Archiveopteryx (aox) is a highly scalable PostgreSQL-backed IMAP/POP server. As described on its website:

Archiveopteryx is an Internet mail server, optimised to support long-term archival storage. It seeks to make it practical not only to manage large archives, but to use the information therein on a daily basis instead of relegating it to offline storage.

and

Archiveopteryx is designed to impose no limits on the size or usage of the archive to the extent of the server hardware's capabilities.

With aox it's possible to have millions of mail in an IMAP folder without experiencing performance issues. My own Postgres configuration is moderately tuned and performs spectacularly. The fact that the mail is in a database means large operations such as marking many thousands of mail as read or moving to different IMAP folders is a very fast and inexpensive operation.

Notable features:

  • Automatic deduplication
  • Retention: Specify which messages must be deleted/retained, including by search.
  • Undelete: Search for accidentally deleted messages and recover them.
  • Export: Search for messages and export them.
  • Easy backup: just a SQL dump!
  • LDAP authentication
  • Bleeding edge RFC suppport -- many new IMAP features land here first!

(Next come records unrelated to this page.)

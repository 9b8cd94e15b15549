/*
 *
 *
 *
 *
 * MIT License
 * Copyright (c) 2025. Dwight J. Browne
 * dwight[-at-]dwightjbrowne[-dot-]com
 *
 *
 * Permission is hereby granted, free of charge, to any person obtaining a copy
 * of this software and associated documentation files (the "Software"), to deal
 * in the Software without restriction, including without limitation the rights
 * to use, copy, modify, merge, publish, distribute, sublicense, and/or sell
 * copies of the Software, and to permit persons to whom the Software is
 * furnished to do so, subject to the following conditions:
 *
 * The above copyright notice and this permission notice shall be included in all
 * copies or substantial portions of the Software.
 *
 * THE SOFTWARE IS PROVIDED "AS IS", WITHOUT WARRANTY OF ANY KIND, EXPRESS OR
 * IMPLIED, INCLUDING BUT NOT LIMITED TO THE WARRANTIES OF MERCHANTABILITY,
 * FITNESS FOR A PARTICULAR PURPOSE AND NONINFRINGEMENT. IN NO EVENT SHALL THE
 * AUTHORS OR COPYRIGHT HOLDERS BE LIABLE FOR ANY CLAIM, DAMAGES OR OTHER
 * LIABILITY, WHETHER IN AN ACTION OF CONTRACT, TORT OR OTHERWISE, ARISING FROM,
 * OUT OF OR IN CONNECTION WITH THE SOFTWARE OR THE USE OR OTHER DEALINGS IN THE
 * SOFTWARE.
 */

use super::print_result;
use anyhow::Result;
use clap::Args;
use om_client::{OneMapClient, RouteType, TransitOptions};
use om_core::Config;
use om_models::ResponseModel;
use serde_json::json;

#[derive(Args, Debug)]
pub struct RouteCommand {
  /// Start point as `lat,long`
  pub start: String,

  /// End point as `lat,long`
  pub end: String,

  /// walk, drive, cycle or pt
  #[arg(short, long, default_value = "walk")]
  pub route_type: RouteType,

  /// Travel date for pt, `MM-DD-YYYY`
  #[arg(long)]
  pub date: Option<String>,

  /// Departure time for pt, `HH:MM:SS`
  #[arg(long)]
  pub time: Option<String>,

  /// Transit mode for pt, e.g. `TRANSIT`, `BUS`, `RAIL`
  #[arg(long)]
  pub mode: Option<String>,

  /// Maximum walking distance for pt, in metres
  #[arg(long)]
  pub max_walk_distance: Option<u32>,

  /// Number of itineraries for pt
  #[arg(long)]
  pub num_itineraries: Option<u32>,

  /// Print the decoded route geometry instead of the raw response
  #[arg(long)]
  pub points: bool,
}

impl RouteCommand {
  fn transit_options(&self) -> Option<TransitOptions> {
    let mut options = TransitOptions::new();
    if let Some(date) = &self.date {
      options = options.date(date.as_str());
    }
    if let Some(time) = &self.time {
      options = options.time(time.as_str());
    }
    if let Some(mode) = &self.mode {
      options = options.mode(mode.as_str());
    }
    if let Some(metres) = self.max_walk_distance {
      options = options.max_walk_distance(metres);
    }
    if let Some(count) = self.num_itineraries {
      options = options.num_itineraries(count);
    }
    (!options.is_empty()).then_some(options)
  }
}

pub async fn execute(cmd: RouteCommand, config: Config) -> Result<()> {
  let client = OneMapClient::new(config).await?;
  let result = client.route(&cmd.start, &cmd.end, cmd.route_type, cmd.transit_options()).await?;

  let Some(route) = result else {
    return print_result(None);
  };

  if !cmd.points {
    return print_result(Some(route.to_dict()));
  }

  let points = match route.as_transit() {
    Some(plan) => json!(plan.itinerary_lat_longs(0)?),
    None => json!(route.lat_longs()?),
  };
  print_result(Some(points))
}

For those curious how this compares to DBMail read here.

One thing to note about aox is the goal of "long-term archival storage". Aox intends for you to be able to read your email with a mail client written 20 years from now. Your mail will be safely stored and RFC compliant. Mail clients of the future should not have to implement thousands of quirks and workarounds to deal with malformed messages from poorly written mail clients of old. This means that your mail in some circumstances may be modified to be standards compliant: headers changed slightly, encoding fixed, etc. This will not be noticable when read unless it happens on a PGP-Signed mail in which case it could break the signature. I occasionally see this happen, but it's not been a major concern of mine. If this doesn't worry you, forge ahead!

Installation & Setup

On FreeBSD:

# pkg install archiveopteryx

We will now initiate the installer. If the Postgres server is local, the use of the pgsql user will initiate the aox database and accounts. If the database is not local I will leave it as an excercise to the reader to permit remote database access by the installer to create the required accounts and database.

Make sure the citext extension is available.

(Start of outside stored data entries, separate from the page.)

pub mod api;
pub mod config;
pub mod error;
pub mod status;

#[cfg(any(test, feature = "test-utils"))]
pub mod test_utils;

pub use api::{Endpoint, ONEMAP_BASE_URL};
pub use config::Config;
pub use error::{Error, Result};
pub use status::StatusClass;

/// Tokens expiring within this many seconds are refreshed before a protected call.
pub const DEFAULT_REFRESH_MARGIN_SECS: i64 = 120;

/// Default per-request timeout in seconds
pub const DEFAULT_TIMEOUT_SECS: u64 = 15;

On FreeBSD this is in the postgresql93-contrib package for Postgres 9.3 servers.

# /usr/local/libexec/aox/installer
Connecting to Postgres server /tmp/.s.PGSQL.5432 as Unix user pgsql.
Creating the 'aox' PostgreSQL user.
Creating the 'aoxsuper' PostgreSQL user.
Creating the 'archiveopteryx' database.
Adding citext to the 'archiveopteryx' database.
Loading the database schema.
SET
SET
CREATE TABLE
INSERT 0 1
CREATE EXTENSION
CREATE TABLE
CREATE INDEX
CREATE FUNCTION
(yadda yadda this goes on for a bit)
...
Granting database privileges.
Generating default /usr/local/etc/archiveopteryx/archiveopteryx.conf
Generating default /usr/local/etc/archiveopteryx/aoxsuper.conf
Setting ownership and permissions on
/usr/local/etc/archiveopteryx/archiveopteryx.conf
Done.

Add to /etc/rc.conf:

archiveopteryx_enable="YES"

Let's start it up and create a user. This will add a user and prompt for the password. The username can be anything you want, or the email address if that's more convenient.

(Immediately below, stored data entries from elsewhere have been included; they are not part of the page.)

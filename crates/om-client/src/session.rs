/*
 *
 *
 *
 *
 * MIT License
 * Copyright (c) 2025. Dwight J. Browne
 * dwight[-at-]dwightjbrowne[-dot-]com
 *
 *
 * Permission is hereby granted, free of charge, to any person obtaining a copy
 * of this software and associated documentation files (the "Software"), to deal
 * in the Software without restriction, including without limitation the rights
 * to use, copy, modify, merge, publish, distribute, sublicense, and/or sell
 * copies of the Software, and to permit persons to whom the Software is
 * furnished to do so, subject to the following conditions:
 *
 * The above copyright notice and this permission notice shall be included in all
 * copies or substantial portions of the Software.
 *
 * THE SOFTWARE IS PROVIDED "AS IS", WITHOUT WARRANTY OF ANY KIND, EXPRESS OR
 * IMPLIED, INCLUDING BUT NOT LIMITED TO THE WARRANTIES OF MERCHANTABILITY,
 * FITNESS FOR A PARTICULAR PURPOSE AND NONINFRINGEMENT. IN NO EVENT SHALL THE
 * AUTHORS OR COPYRIGHT HOLDERS BE LIABLE FOR ANY CLAIM, DAMAGES OR OTHER
 * LIABILITY, WHETHER IN AN ACTION OF CONTRACT, TORT OR OTHERWISE, ARISING FROM,
 * OUT OF OR IN CONNECTION WITH THE SOFTWARE OR THE USE OR OTHER DEALINGS IN THE
 * SOFTWARE.
 */

//! Credential and bearer-token state for one client

use crate::transport::ApiResponse;
use om_core::{Error, Result, StatusClass};
use serde::Deserialize;
use serde_json::Value;
use std::fmt;

/// Message for protected calls made before any successful authentication
pub const AUTH_REQUIRED_MESSAGE: &str =
  "This call requires authentication, please call authenticate() with a valid username and password.";

/// Bearer token and its absolute expiry (unix seconds). Both are set or
/// cleared together.
#[derive(Clone, Default, PartialEq, Eq)]
pub struct TokenState {
  token: Option<String>,
  token_expiry: Option<i64>,
}

impl TokenState {
  pub fn new(token: impl Into<String>, token_expiry: i64) -> Self {
    Self { token: Some(token.into()), token_expiry: Some(token_expiry) }
  }

  pub fn set(&mut self, token: impl Into<String>, token_expiry: i64) {
    self.token = Some(token.into());
    self.token_expiry = Some(token_expiry);
  }

  pub fn clear(&mut self) {
    self.token = None;
    self.token_expiry = None;
  }

  pub fn token(&self) -> Option<&str> {
    self.token.as_deref()
  }

  pub fn token_expiry(&self) -> Option<i64> {
    self.token_expiry
  }

  pub fn is_present(&self) -> bool {
    self.token.is_some()
  }

  pub fn seconds_remaining(&self, now: i64) -> Option<i64> {
    self.token_expiry.map(|expiry| expiry - now)
  }

  /// True when the token expires within `margin_secs` of `now`
  pub fn needs_refresh(&self, now: i64, margin_secs: i64) -> bool {
    self.seconds_remaining(now).is_some_and(|left| left < margin_secs)
  }
}

impl fmt::Debug for TokenState {
  fn fmt(&self, f: &mut fmt::Formatter<'_>) -> fmt::Result {
    f.debug_struct("TokenState")
      .field("token", &self.token.as_ref().map(|_| "<redacted>"))
      .field("token_expiry", &self.token_expiry)
      .finish()
  }
}

#[derive(Clone, PartialEq, Eq)]
pub struct Credentials {
  pub email: String,
  pub password: String,
}

impl Credentials {
  pub fn new(email: impl Into<String>, password: impl Into<String>) -> Self {
    Self { email: email.into(), password: password.into() }
  }

  /// JSON body for the token endpoint
  pub fn to_body(&self) -> Value {
    serde_json::json!({ "email": self.email, "password": self.password })
  }
}

impl fmt::Debug for Credentials {
  fn fmt(&self, f: &mut fmt::Formatter<'_>) -> fmt::Result {
    f.debug_struct("Credentials").field("email", &self.email).field("password", &"<redacted>").finish()
  }
}

/// What a protected call has to do about the token before it is sent
#[derive(Debug, Clone, PartialEq, Eq)]
pub enum RefreshDecision {
  /// Token is valid beyond the margin
  Fresh,
  /// Token is about to expire; authenticate again with these credentials
  Refresh(Credentials),
  /// Token is about to expire but was supplied without credentials
  Borrowed,
}

/// Everything the client knows about who it is
#[derive(Debug, Clone, Default)]
pub struct Session {
  pub credentials: Option<Credentials>,
  pub tokens: TokenState,
}

impl Session {
  pub fn new(credentials: Option<Credentials>) -> Self {
    Self { credentials, tokens: TokenState::default() }
  }

  /// Refresh-ahead policy for a protected call. Fails when there is no token.
  pub fn refresh_decision(&self, now: i64, margin_secs: i64) -> Result<RefreshDecision> {
    if !self.tokens.is_present() {
      return Err(Error::Authentication(AUTH_REQUIRED_MESSAGE.to_string()));
    }
    if !self.tokens.needs_refresh(now, margin_secs) {
      return Ok(RefreshDecision::Fresh);
    }
    Ok(match &self.credentials {
      Some(credentials) => RefreshDecision::Refresh(credentials.clone()),
      None => RefreshDecision::Borrowed,
    })
  }

  /// Stores a completed exchange. `None` (an unmodelled status) keeps the old token.
  pub fn apply(&mut self, outcome: Option<(String, i64)>) -> (Option<String>, Option<i64>) {
    match outcome {
      Some((token, expiry)) => {
        self.tokens.set(token.clone(), expiry);
        (Some(token), Some(expiry))
      }
      None => (None, None),
    }
  }
}

/// Body of a successful `getToken` call. The expiry arrives as either a
/// number or a numeric string.
#[derive(Deserialize)]
struct TokenResponse {
  access_token: Option<String>,
  expiry_timestamp: Option<Value>,
}

/// Interprets the token endpoint's response.
///
/// 200 yields the token and expiry, 4xx is an authentication failure, 5xx a
/// server error, and anything else `Ok(None)`.
pub fn parse_token_response(response: &ApiResponse) -> Result<Option<(String, i64)>> {
  match StatusClass::from_code(response.status_code) {
    StatusClass::Ok => {
      let body: TokenResponse = serde_json::from_value(response.data.clone())?;
      let token = body.access_token.ok_or_else(|| Error::MissingField("access_token".to_string()))?;
      let expiry = match body.expiry_timestamp {
        Some(Value::Number(n)) => n.as_i64(),
        Some(Value::String(s)) => s.trim().parse().ok(),
        _ => None,
      }
      .ok_or_else(|| Error::MissingField("expiry_timestamp".to_string()))?;
      Ok(Some((token, expiry)))
    }
    StatusClass::ClientError => Err(Error::Authentication("Failed to authenticate.".to_string())),
    StatusClass::ServerError => Err(Error::server()),
    StatusClass::Other => Ok(None),
  }
}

# service archiveopteryx start
# aox add user -p <username> <email-address>

You may want to use your own SSL/TLS key. Concat the certificate, key, and chain into a single file and add an entry to /usr/local/etc/archiveopteryx/archiveopteryx.conf:

tls-certificate = /usr/local/etc/archiveopteryx/yourcert.pem

Restart the service and you're ready to connect your mail client, webmail, etc to the server and start using it!

Again, the other intracacies of email hosting are left as an exercise to the user: LMTP delivery from your favorite MTA, spam filtering, valid matching A and PTR records, SPF, DKIM, etc.

I guarantee this setup is easier than competing IMAP servers with significantly less confusing knobs to turn.

Other tips

Import mail from mbox or maildir with:

# aox import

Importing lots of mail? Turning off the SQL index might help speed things up:

# aox tune database mostly-writing

Turn it back on when finished (be patient!):

# aox tune database mostly-reading

A nightly cron will clean up the database by removing emails that have expired beyond the configured undelete-time:

0 0 * * *  root  /usr/local/bin/aox vacuum

Don't care about enforcing IMAP Quotas? Turn them off in archiveopteryx.conf; they're expensive:

use-imap-quota = off

The official aox releases are rare. The authors are do a full audit of the codebase each release which takes significant time. Following git is encouraged if you need a certain bugfix or feature. The following IMAP features missed the 3.2.0 release because their reliability couldn't be vetted in time:

THREAD=ORDEREDSUBJECT
THREAD=REFS
THREAD=REFERENCES

Their absence means you won't see mail threads in webmail clients like Roundcube but it's easy to patch them back in.